START The data

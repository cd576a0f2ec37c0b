//! Integration tests for interpreter
//!
//! Tests parsing and evaluation together on module-shaped scripts

use core_types::ErrorKind;
use interpreter::{Interpreter, Value};
use parser::Parser;

const LIFECYCLE_MODULE: &str = r#"
var log = [];

function setupModule(module) {
  module.state = "ready";
  log.push("setup");
}

function testUsesState() {
  log.push("test:" + state);
}

function teardownModule(module) {
  log.push("teardown");
}
"#;

#[test]
fn test_module_lifecycle_calls_share_globals() {
    let program = Parser::new(LIFECYCLE_MODULE).parse().unwrap();
    let mut interp = Interpreter::new().with_source_url("file:///lifecycle.js");
    interp.run_program(&program).unwrap();

    let module = interp.global_object();
    for name in ["setupModule", "testUsesState", "teardownModule"] {
        let function = interp.get_global(name).unwrap();
        interp
            .call_function(&function, &Value::Undefined, &[module.clone()])
            .unwrap();
    }

    assert_eq!(
        interp.eval("log.join(',');").unwrap(),
        Value::string("setup,test:ready,teardown")
    );
}

#[test]
fn test_failure_in_called_function_reports_stack() {
    let source = "function setupModule() {}\n\nfunction testBroken() {\n  test();\n}\n";
    let program = Parser::new(source).parse().unwrap();
    let mut interp = Interpreter::new().with_source_url("file:///broken.js");
    interp.run_program(&program).unwrap();

    let test = interp.get_global("testBroken").unwrap();
    let err = interp
        .call_function(&test, &Value::Undefined, &[])
        .unwrap_err();

    assert_eq!(err.kind, ErrorKind::ReferenceError);
    assert_eq!(err.message, "test is not defined");
    assert_eq!(err.stack.len(), 1);
    assert_eq!(err.stack[0].function_name.as_deref(), Some("testBroken"));
    assert_eq!(err.stack[0].line, 4);
    assert_eq!(err.stack[0].column, 3);
    assert_eq!(interp.call_depth(), 0);
}

#[test]
fn test_interpreter_usable_after_failure() {
    let mut interp = Interpreter::new();
    interp.eval("var count = 0; function bump() { count++; return count; }").unwrap();

    assert!(interp.eval("bump(); throw new Error('stop');").is_err());
    assert_eq!(interp.eval("bump();").unwrap(), Value::Number(2.0));
}

#[test]
fn test_thrown_error_object_kind_preserved() {
    let mut interp = Interpreter::new();
    let err = interp
        .eval("function check() { throw new RangeError('too big'); }\ncheck();")
        .unwrap_err();
    assert_eq!(err.kind, ErrorKind::RangeError);
    assert_eq!(err.message, "too big");
    assert_eq!(err.source_position.unwrap().line, 1);
}

#[test]
fn test_thrown_primitive_becomes_error() {
    let mut interp = Interpreter::new();
    let err = interp.eval("throw 'plain string';").unwrap_err();
    assert_eq!(err.kind, ErrorKind::Error);
    assert_eq!(err.message, "plain string");
}

#[test]
fn test_separate_interpreters_do_not_share_globals() {
    let mut first = Interpreter::new();
    let mut second = Interpreter::new();
    first.eval("var leaked = true;").unwrap();

    let err = second.eval("leaked;").unwrap_err();
    assert_eq!(err.kind, ErrorKind::ReferenceError);
}

#[test]
fn test_runaway_recursion_is_range_error() {
    let mut interp = Interpreter::new().with_max_call_depth(32);
    interp.eval("function spin(n) { return spin(n + 1); }").unwrap();
    let spin = interp.get_global("spin").unwrap();

    let err = interp
        .call_function(&spin, &Value::Undefined, &[Value::Number(0.0)])
        .unwrap_err();
    assert_eq!(err.kind, ErrorKind::RangeError);
    assert_eq!(err.message, "Maximum call stack size exceeded");
    assert_eq!(err.stack.len(), 32);
}

#[test]
fn test_object_and_array_programs() {
    let source = r#"
        var page = { url: "http://localhost:43336/frame/", loads: 0 };
        var visited = [];
        function open(p) { p.loads += 1; visited.push(p.url); return p; }
        open(page);
        open(page);
        page.loads + ":" + visited.length + ":" + ("url" in page);
    "#;
    let mut interp = Interpreter::new();
    assert_eq!(interp.eval(source).unwrap(), Value::string("2:2:true"));
}
impl Lexer {
    /// Create a new lexer for the given source code
    pub fn new(source: &str) -> Self {
        Self {
            chars: source.chars().collect(),
            position: 0,
            line: 1,
            column: 1,
            peeked: None,
        }
    }

    /// Get the next token from the source
    pub fn next_token(&mut self) -> Result<SpannedToken, JsError> {
        if let Some(token) = self.peeked.take() {
            return Ok(token);
        }
        self.scan_token()
    }

    /// Peek at the next token without consuming it
    pub fn peek_token(&mut self) -> Result<&SpannedToken, JsError> {
        let token = match self.peeked.take() {
            Some(token) => token,
            None => self.scan_token()?,
        };
        Ok(self.peeked.insert(token))
    }

    /// Tokenize the remaining input, including the trailing EOF token
    pub fn tokenize(mut self) -> Result<Vec<SpannedToken>, JsError> {
        let mut tokens = Vec::new();
        loop {
            let token = self.next_token()?;
            let done = token.token == Token::EOF;
            tokens.push(token);
            if done {
                return Ok(tokens);
            }
        }
    }

    fn scan_token(&mut self) -> Result<SpannedToken, JsError> {
        let start_line = self.line;
        self.skip_whitespace_and_comments()?;
        let newline_before = self.line != start_line;
        let position = self.current_position();

        if self.is_at_end() {
            return Ok(SpannedToken {
                token: Token::EOF,
                position,
                newline_before,
            });
        }

        let ch = self.advance();
        let token = match ch {
            '(' => Token::Punctuator(Punctuator::LParen),
            ')' => Token::Punctuator(Punctuator::RParen),
            '{' => Token::Punctuator(Punctuator::LBrace),
            '}' => Token::Punctuator(Punctuator::RBrace),
            '[' => Token::Punctuator(Punctuator::LBracket),
            ']' => Token::Punctuator(Punctuator::RBracket),
            ';' => Token::Punctuator(Punctuator::Semicolon),
            ',' => Token::Punctuator(Punctuator::Comma),
            ':' => Token::Punctuator(Punctuator::Colon),
            '?' => Token::Punctuator(Punctuator::Question),
            '%' => Token::Punctuator(Punctuator::Percent),
            '.' => {
                if self.peek().is_ascii_digit() {
                    self.scan_number('.', position)?
                } else {
                    Token::Punctuator(Punctuator::Dot)
                }
            }
            '+' => {
                if self.match_char('+') {
                    Token::Punctuator(Punctuator::PlusPlus)
                } else if self.match_char('=') {
                    Token::Punctuator(Punctuator::PlusEq)
                } else {
                    Token::Punctuator(Punctuator::Plus)
                }
            }
            '-' => {
                if self.match_char('-') {
                    Token::Punctuator(Punctuator::MinusMinus)
                } else if self.match_char('=') {
                    Token::Punctuator(Punctuator::MinusEq)
                } else {
                    Token::Punctuator(Punctuator::Minus)
                }
            }
            '*' => {
                if self.match_char('=') {
                    Token::Punctuator(Punctuator::StarEq)
                } else {
                    Token::Punctuator(Punctuator::Star)
                }
            }
            '/' => {
                if self.match_char('=') {
                    Token::Punctuator(Punctuator::SlashEq)
                } else {
                    Token::Punctuator(Punctuator::Slash)
                }
            }
            '=' => {
                if self.match_char('=') {
                    if self.match_char('=') {
                        Token::Punctuator(Punctuator::EqEqEq)
                    } else {
                        Token::Punctuator(Punctuator::EqEq)
                    }
                } else if self.peek() == '>' {
                    return Err(syntax_error(
                        "Arrow functions are not supported",
                        Some(position),
                    ));
                } else {
                    Token::Punctuator(Punctuator::Assign)
                }
            }
            '!' => {
                if self.match_char('=') {
                    if self.match_char('=') {
                        Token::Punctuator(Punctuator::NotEqEq)
                    } else {
                        Token::Punctuator(Punctuator::NotEq)
                    }
                } else {
                    Token::Punctuator(Punctuator::Not)
                }
            }
            '<' => {
                if self.match_char('=') {
                    Token::Punctuator(Punctuator::LtEq)
                } else {
                    Token::Punctuator(Punctuator::Lt)
                }
            }
            '>' => {
                if self.match_char('=') {
                    Token::Punctuator(Punctuator::GtEq)
                } else {
                    Token::Punctuator(Punctuator::Gt)
                }
            }
            '&' => {
                if self.match_char('&') {
                    Token::Punctuator(Punctuator::AndAnd)
                } else {
                    return Err(syntax_error("Unexpected token &", Some(position)));
                }
            }
            '|' => {
                if self.match_char('|') {
                    Token::Punctuator(Punctuator::OrOr)
                } else {
                    return Err(syntax_error("Unexpected token |", Some(position)));
                }
            }
            '"' | '\'' => self.scan_string(ch, position)?,
            c if c.is_ascii_digit() => self.scan_number(c, position)?,
            c if is_id_start(c) => self.scan_identifier(c),
            c => {
                return Err(syntax_error(
                    format!("Invalid or unexpected token '{}'", c),
                    Some(position),
                ))
            }
        };

        Ok(SpannedToken {
            token,
            position,
            newline_before,
        })
    }

    fn scan_string(&mut self, quote: char, start: SourcePosition) -> Result<Token, JsError> {
        let mut value = String::new();
        loop {
            if self.is_at_end() || is_line_terminator(self.peek()) {
                return Err(syntax_error("Unterminated string literal", Some(start)));
            }
            let ch = self.advance();
            if ch == quote {
                return Ok(Token::String(value));
            }
            if ch != '\\' {
                value.push(ch);
                continue;
            }
            if self.is_at_end() {
                return Err(syntax_error("Unterminated string literal", Some(start)));
            }
            let escaped = self.advance();
            match escaped {
                'n' => value.push('\n'),
                't' => value.push('\t'),
                'r' => value.push('\r'),
                'b' => value.push('\u{0008}'),
                'f' => value.push('\u{000C}'),
                'v' => value.push('\u{000B}'),
                '0' => value.push('\0'),
                'u' => value.push(self.scan_unicode_escape()?),
                // Line continuation
                '\n' => {
                    self.line += 1;
                    self.column = 1;
                }
                other => value.push(other),
            }
        }
    }

    fn scan_unicode_escape(&mut self) -> Result<char, JsError> {
        let start = self.current_position();
        let mut code = 0u32;
        for _ in 0..4 {
            let digit = self
                .peek()
                .to_digit(16)
                .ok_or_else(|| syntax_error("Invalid Unicode escape sequence", Some(start)))?;
            self.advance();
            code = code * 16 + digit;
        }
        char::from_u32(code)
            .ok_or_else(|| syntax_error("Invalid Unicode escape sequence", Some(start)))
    }

    fn scan_number(&mut self, first: char, start: SourcePosition) -> Result<Token, JsError> {
        if first == '0' && matches!(self.peek(), 'x' | 'X') {
            self.advance();
            let mut digits = String::new();
            while self.peek().is_ascii_hexdigit() {
                digits.push(self.advance());
            }
            return u64::from_str_radix(&digits, 16)
                .map(|n| Token::Number(n as f64))
                .map_err(|_| syntax_error("Invalid hexadecimal literal", Some(start)));
        }

        let mut text = String::new();
        if first == '.' {
            text.push('0');
        }
        text.push(first);
        while self.peek().is_ascii_digit() {
            text.push(self.advance());
        }
        if first != '.' && self.peek() == '.' {
            text.push(self.advance());
            while self.peek().is_ascii_digit() {
                text.push(self.advance());
            }
        }
        if matches!(self.peek(), 'e' | 'E') {
            text.push(self.advance());
            if matches!(self.peek(), '+' | '-') {
                text.push(self.advance());
            }
            if !self.peek().is_ascii_digit() {
                return Err(syntax_error("Invalid number literal", Some(start)));
            }
            while self.peek().is_ascii_digit() {
                text.push(self.advance());
            }
        }
        // An identifier directly after a number (`3in`) is an error
        if is_id_start(self.peek()) {
            return Err(syntax_error(
                "Invalid or unexpected token",
                Some(self.current_position()),
            ));
        }
        text.parse::<f64>()
            .map(Token::Number)
            .map_err(|_| syntax_error("Invalid number literal", Some(start)))
    }

    fn scan_identifier(&mut self, first: char) -> Token {
        let mut name = String::new();
        name.push(first);
        while is_id_continue(self.peek()) {
            name.push(self.advance());
        }
        match Keyword::from_word(&name) {
            Some(keyword) => Token::Keyword(keyword),
            None => Token::Identifier(name),
        }
    }

    fn skip_whitespace_and_comments(&mut self) -> Result<(), JsError> {
        while !self.is_at_end() {
            match self.peek() {
                ' ' | '\t' | '\u{000B}' | '\u{000C}' | '\u{00A0}' | '\u{FEFF}' => {
                    self.advance();
                }
                '\n' | '\u{2028}' | '\u{2029}' => {
                    self.advance();
                    self.line += 1;
                    self.column = 1;
                }
                '\r' => {
                    // CRLF counts as a single line terminator
                    self.advance();
                    if self.peek() == '\n' {
                        self.advance();
                    }
                    self.line += 1;
                    self.column = 1;
                }
                '/' if self.peek_next() == Some('/') => {
                    while !self.is_at_end() && !is_line_terminator(self.peek()) {
                        self.advance();
                    }
                }
                '/' if self.peek_next() == Some('*') => {
                    let start = self.current_position();
                    self.advance();
                    self.advance();
                    let mut found_end = false;
                    while !self.is_at_end() {
                        if self.peek() == '*' && self.peek_next() == Some('/') {
                            self.advance();
                            self.advance();
                            found_end = true;
                            break;
                        }
                        if self.advance() == '\n' {
                            self.line += 1;
                            self.column = 1;
                        }
                    }
                    if !found_end {
                        return Err(syntax_error(
                            "Unterminated multi-line comment",
                            Some(start),
                        ));
                    }
                }
                _ => break,
            }
        }
        Ok(())
    }

    fn is_at_end(&self) -> bool {
        self.position >= self.chars.len()
    }

    fn peek(&self) -> char {
        self.chars.get(self.position).copied().unwrap_or('\0')
    }

    fn peek_next(&self) -> Option<char> {
        self.chars.get(self.position + 1).copied()
    }

    fn advance(&mut self) -> char {
        let ch = self.peek();
        self.position += 1;
        self.column += 1;
        ch
    }

    fn match_char(&mut self, expected: char) -> bool {
        if self.is_at_end() || self.peek() != expected {
            false
        } else {
            self.advance();
            true
        }
    }

    fn current_position(&self) -> SourcePosition {
        SourcePosition {
            line: self.line,
            column: self.column,
            offset: self.position,
        }
    }
}
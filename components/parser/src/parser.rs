//! Recursive descent parser for test modules

use crate::ast::*;
use crate::error::*;
use crate::lexer::{Keyword, Lexer, Punctuator, SpannedToken, Token};
use core_types::{ensure_sufficient_stack, JsError, SourcePosition};
use std::rc::Rc;

/// Deepest statement or expression nesting accepted before a `SyntaxError`
pub const MAX_NESTING_DEPTH: usize = 1000;

/// Parse a complete module source into a [`Program`].
///
/// Convenience wrapper around [`Parser::parse`].
pub fn parse_program(source: &str) -> Result<Program, JsError> {
    Parser::new(source).parse()
}

/// Test module parser
pub struct Parser {
    lexer: Lexer,
    /// Track loop depth for break/continue validation
    loop_depth: usize,
    /// Track function depth for return validation
    function_depth: usize,
    /// Current statement/expression nesting
    nesting_depth: usize,
}
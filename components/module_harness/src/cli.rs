//! Command-line interface for the `run-modules` binary

use crate::config::HarnessConfig;
use crate::error::{HarnessError, HarnessResult};
use crate::report::{JsonReporter, SummaryReporter};
use crate::run::{RunSummary, TestRun};
use clap::Parser;
use std::fs::File;
use std::io::BufWriter;
use std::path::PathBuf;

/// Exit code when every module passed
pub const EXIT_SUCCESS: i32 = 0;
/// Exit code when any load or runtime failure was recorded
pub const EXIT_FAILURES: i32 = 1;
/// Exit code for infrastructure errors
pub const EXIT_ERROR: i32 = 2;

/// Run script test modules with per-module failure isolation
#[derive(Parser, Debug, Default)]
#[command(name = "run-modules", version = env!("CARGO_PKG_VERSION"), about)]
pub struct Cli {
    /// Module file or directory (overrides `test_path`)
    pub path: Option<PathBuf>,

    /// YAML configuration file
    #[arg(short, long)]
    pub config: Option<PathBuf>,

    /// Only run tests whose name contains this
    #[arg(short, long)]
    pub filter: Option<String>,

    /// Write a JSON report to this file
    #[arg(short, long)]
    pub report: Option<PathBuf>,

    /// Host used in resource URLs
    #[arg(long)]
    pub host: Option<String>,

    /// Port used in resource URLs
    #[arg(long)]
    pub port: Option<u16>,

    /// Script call depth limit
    #[arg(long)]
    pub max_call_depth: Option<usize>,

    /// Log level (trace, debug, info, warn, error, off)
    #[arg(long)]
    pub log_level: Option<String>,

    /// Write log output to this file instead of stderr
    #[arg(long = "logfile", value_name = "PATH")]
    pub log_file: Option<PathBuf>,

    /// List every failure after the summary
    #[arg(short, long)]
    pub verbose: bool,
}

impl Cli {
    /// Configuration file values with command-line overrides applied
    pub fn resolve_config(&self) -> HarnessResult<HarnessConfig> {
        let mut config = match &self.config {
            Some(path) => HarnessConfig::load(path)?,
            None => HarnessConfig::default(),
        };

        if let Some(path) = &self.path {
            config.test_path = Some(path.clone());
        }
        if let Some(filter) = &self.filter {
            config.filter = Some(filter.clone());
        }
        if let Some(report) = &self.report {
            config.report_path = Some(report.clone());
        }
        if let Some(host) = &self.host {
            config.resource_host = host.clone();
        }
        if let Some(port) = self.port {
            config.resource_port = port;
        }
        if let Some(depth) = self.max_call_depth {
            config.max_call_depth = depth;
        }
        if let Some(level) = &self.log_level {
            config.log_level = level.clone();
        }
        if let Some(log_file) = &self.log_file {
            config.log_file = Some(log_file.clone());
        }

        config.validate()?;
        Ok(config)
    }
}

/// Run the batch described by `config`, printing a summary to stdout
pub fn execute(config: &HarnessConfig, verbose: bool) -> HarnessResult<RunSummary> {
    let path = config
        .test_path
        .clone()
        .ok_or_else(|| HarnessError::InvalidValue {
            field: "test_path",
            value: String::new(),
        })?;

    let stdout = std::io::stdout();
    let mut run = TestRun::from_config(config)
        .with_reporter(SummaryReporter::new(stdout.lock()).verbose(verbose));

    if let Some(report_path) = &config.report_path {
        let file = File::create(report_path).map_err(|err| HarnessError::io(report_path, err))?;
        run = run.with_reporter(JsonReporter::new(BufWriter::new(file)));
    }

    run.run_path(&path)
}

/// Create the configured log file, truncating an existing one
pub fn open_log_file(config: &HarnessConfig) -> HarnessResult<Option<File>> {
    config
        .log_file
        .as_ref()
        .map(|path| File::create(path).map_err(|err| HarnessError::io(path, err)))
        .transpose()
}

/// Map a run outcome to a process exit code
pub fn exit_code(outcome: &HarnessResult<RunSummary>) -> i32 {
    match outcome {
        Ok(summary) if summary.is_success() => EXIT_SUCCESS,
        Ok(_) => EXIT_FAILURES,
        Err(_) => EXIT_ERROR,
    }
}
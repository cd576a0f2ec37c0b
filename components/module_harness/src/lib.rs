//! Module test harness
//!
//! Loads script test modules, runs each through the lifecycle
//! `setupModule` → `test*` functions → `teardownModule`, and records every
//! failure as data instead of letting it escape:
//!
//! - a module that does not parse becomes a [`LoadFailure`] and never runs;
//! - a lifecycle step that throws becomes a [`RuntimeFailure`] and the
//!   executor moves on to the next step;
//! - every module yields exactly one [`RunResult`], and a batch
//!   ([`TestRun`]) always processes every scheduled module.
//!
//! # Examples
//!
//! ```
//! use module_harness::{Executor, ModuleLoader};
//!
//! let source = r#"
//!     function setupModule(module) { module.base = "http://localhost/"; }
//!     function testBase() { assert.equal(base, "http://localhost/"); }
//!     function testBroken() { test(); }
//! "#;
//!
//! let loaded = ModuleLoader::new().load(source, "testExample.js".into());
//! let result = Executor::new().run_loaded(loaded);
//!
//! assert_eq!(result.passed_count(), 1);
//! let failures = result.runtime_failures();
//! assert_eq!(failures[0].function_name(), "testBroken");
//! assert_eq!(failures[0].message, "test is not defined");
//! ```

#![warn(missing_docs)]
#![warn(clippy::all)]

pub mod cli;
pub mod collaborators;
pub mod config;
pub mod error;
pub mod executor;
pub mod failure;
pub mod host;
pub mod loader;
pub mod module;
pub mod report;
pub mod result;
pub mod run;

pub use cli::Cli;
pub use collaborators::{
    BrowserCall, BrowserController, HttpResourceCollector, RecordingController,
    RegisteredResource, ResourceResolver,
};
pub use config::HarnessConfig;
pub use error::{CollaboratorError, HarnessError, HarnessResult};
pub use executor::{Executor, ExecutorState};
pub use failure::{FailureCategory, LifecycleStep, LoadFailure, RuntimeFailure};
pub use host::HostBindings;
pub use loader::ModuleLoader;
pub use module::{DiscoveredTest, ModuleId, ScriptModule, StaticModule, StepResult, TestModule};
pub use report::{JsonReporter, Reporter, SummaryReporter, TestReport};
pub use result::{ModuleOutcome, RunResult, TestOutcome, TestStatus};
pub use run::{CancelToken, RunSummary, TestRun};
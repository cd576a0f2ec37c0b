//! Module test runner CLI
//!
//! Loads configuration, installs logging (stderr or `--logfile`) and runs
//! the batch. Exit code is 0 when every module passed, 1 when any failure
//! was recorded and 2 on an infrastructure error.

use clap::Parser as ClapParser;
use module_harness::{cli, Cli};
use std::sync::Mutex;
use tracing_subscriber::fmt::writer::BoxMakeWriter;
use tracing_subscriber::{fmt, prelude::*, EnvFilter};

fn main() {
    let cli = Cli::parse();

    let config = match cli.resolve_config() {
        Ok(config) => config,
        Err(e) => {
            eprintln!("Error: {}", e);
            std::process::exit(cli::EXIT_ERROR);
        }
    };

    let log_file = match cli::open_log_file(&config) {
        Ok(file) => file,
        Err(e) => {
            eprintln!("Error: {}", e);
            std::process::exit(cli::EXIT_ERROR);
        }
    };
    let ansi = log_file.is_none();
    let writer = match log_file {
        Some(file) => BoxMakeWriter::new(Mutex::new(file)),
        None => BoxMakeWriter::new(std::io::stderr),
    };

    let filter = match std::env::var("RUST_LOG") {
        Ok(_) if cli.log_level.is_none() => EnvFilter::from_default_env(),
        _ => EnvFilter::new(&config.log_level),
    };
    tracing_subscriber::registry()
        .with(
            fmt::layer()
                .with_target(true)
                .with_level(true)
                .with_ansi(ansi)
                .with_writer(writer),
        )
        .with(filter)
        .init();

    let outcome = cli::execute(&config, cli.verbose);
    if let Err(e) = &outcome {
        eprintln!("Error: {}", e);
    }
    std::process::exit(cli::exit_code(&outcome));
}
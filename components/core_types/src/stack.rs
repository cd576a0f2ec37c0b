//! Stack growth for deeply recursive parsing and evaluation
//!
//! Nested script source recurses once per level in the parser and the
//! tree-walking evaluator. Wrapping those entry points in
//! [`ensure_sufficient_stack`] grows the stack on demand so that nesting
//! depth is bounded by explicit limits, never by the size of the thread
//! the harness happens to run on.

/// Remaining stack below which a new segment is allocated
const RED_ZONE: usize = 128 * 1024;

/// Size of each newly allocated stack segment
const STACK_PER_RECURSION: usize = 1024 * 1024;

/// Run `f`, first growing the stack if less than the red zone remains.
///
/// # Examples
///
/// ```
/// use core_types::ensure_sufficient_stack;
///
/// fn depth(n: u64) -> u64 {
///     ensure_sufficient_stack(|| if n == 0 { 0 } else { depth(n - 1) + 1 })
/// }
///
/// assert_eq!(depth(50_000), 50_000);
/// ```
#[inline]
#[cfg(not(target_arch = "wasm32"))]
pub fn ensure_sufficient_stack<R>(f: impl FnOnce() -> R) -> R {
    stacker::maybe_grow(RED_ZONE, STACK_PER_RECURSION, f)
}

/// WASM manages its own stack
#[inline]
#[cfg(target_arch = "wasm32")]
pub fn ensure_sufficient_stack<R>(f: impl FnOnce() -> R) -> R {
    f()
}
//! Unit tests for JsError and ErrorKind

use core_types::{ErrorKind, JsError, SourcePosition, StackFrame};

#[cfg(test)]
mod error_kind_tests {
    use super::*;

    #[test]
    fn test_error_kind_display_uses_constructor_name() {
        assert_eq!(ErrorKind::SyntaxError.to_string(), "SyntaxError");
        assert_eq!(ErrorKind::ReferenceError.to_string(), "ReferenceError");
        assert_eq!(ErrorKind::AssertionError.to_string(), "AssertionError");
    }

    #[test]
    fn test_error_kind_from_unknown_name() {
        assert_eq!(ErrorKind::from_name("URIError"), None);
        assert_eq!(ErrorKind::from_name("TypeError"), Some(ErrorKind::TypeError));
    }
}

#[cfg(test)]
mod js_error_tests {
    use super::*;

    #[test]
    fn test_js_error_builder_methods() {
        let error = JsError::new(ErrorKind::ReferenceError, "test is not defined")
            .with_position(SourcePosition {
                line: 20,
                column: 3,
                offset: 430,
            })
            .with_stack(vec![StackFrame {
                function_name: Some("testErrorConsole".to_string()),
                source_url: None,
                line: 20,
                column: 3,
            }]);

        assert_eq!(error.kind, ErrorKind::ReferenceError);
        assert_eq!(error.source_position.map(|p| p.line), Some(20));
        assert_eq!(error.stack.len(), 1);
    }

    #[test]
    fn test_js_error_is_std_error() {
        fn takes_error(_: &dyn std::error::Error) {}
        let error = JsError::new(ErrorKind::Error, "boom");
        takes_error(&error);
        assert_eq!(error.to_string(), "Error: boom");
    }

    #[test]
    fn test_js_error_syntax_predicate() {
        assert!(JsError::new(ErrorKind::SyntaxError, "x").is_syntax_error());
        assert!(!JsError::new(ErrorKind::RangeError, "x").is_syntax_error());
    }

    #[test]
    fn test_js_error_json_round_trip_keeps_kind() {
        let error = JsError::new(ErrorKind::TypeError, "undefined is not a function");
        let json = serde_json::to_string(&error).unwrap();
        let back: JsError = serde_json::from_str(&json).unwrap();
        assert_eq!(back, error);
    }
}
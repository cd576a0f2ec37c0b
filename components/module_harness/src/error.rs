//! Error types for harness infrastructure
//!
//! Script failures never surface here; they become
//! [`LoadFailure`](crate::LoadFailure) or
//! [`RuntimeFailure`](crate::RuntimeFailure) records. `HarnessError` covers
//! what can stop a whole run: unreadable configuration, a test directory
//! that cannot be walked, a report that cannot be written.

use std::path::PathBuf;
use thiserror::Error;

/// Harness infrastructure errors
#[derive(Debug, Error)]
pub enum HarnessError {
    /// File I/O error
    #[error("I/O error on '{}': {source}", .path.display())]
    Io {
        /// Path being read or written
        path: PathBuf,
        /// Underlying error
        #[source]
        source: std::io::Error,
    },

    /// Report output failed
    #[error("failed to write report: {0}")]
    Output(#[from] std::io::Error),

    /// Configuration file is not valid YAML for [`HarnessConfig`](crate::HarnessConfig)
    #[error("invalid configuration: {0}")]
    Config(#[from] serde_yaml::Error),

    /// JSON report serialization failed
    #[error("report serialization failed: {0}")]
    Report(#[from] serde_json::Error),

    /// Test directory walk failed
    #[error("failed to walk test directory: {0}")]
    Walk(#[from] walkdir::Error),

    /// A configuration field holds an unsupported value
    #[error("invalid value for {field}: '{value}'")]
    InvalidValue {
        /// Field name
        field: &'static str,
        /// Rejected value
        value: String,
    },
}

impl HarnessError {
    /// Wrap an I/O error with the path it concerns
    pub fn io(path: impl Into<PathBuf>, source: std::io::Error) -> Self {
        HarnessError::Io {
            path: path.into(),
            source,
        }
    }
}

/// Result type for harness operations
pub type HarnessResult<T> = Result<T, HarnessError>;

/// Errors reported by resource and browser collaborators
///
/// These reach scripts as `Error` exceptions carrying the display text.
#[derive(Debug, Clone, PartialEq, Eq, Error)]
pub enum CollaboratorError {
    /// `addHttpResource` was given a blank path
    #[error("resource path is empty")]
    EmptyResourcePath,

    /// The browser could not navigate to a URL
    #[error("Failed to open {url}")]
    OpenFailed {
        /// URL that failed
        url: String,
    },

    /// The page never finished loading
    #[error("page load failed: {0}")]
    PageLoad(String),
}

END The data

What this task involves ▸ Gather all lines of the records that include the word "boom".

Solution to this exercise ▸
        let error = JsError::new(ErrorKind::Error, "boom");
        assert_eq!(error.to_string(), "Error: boom");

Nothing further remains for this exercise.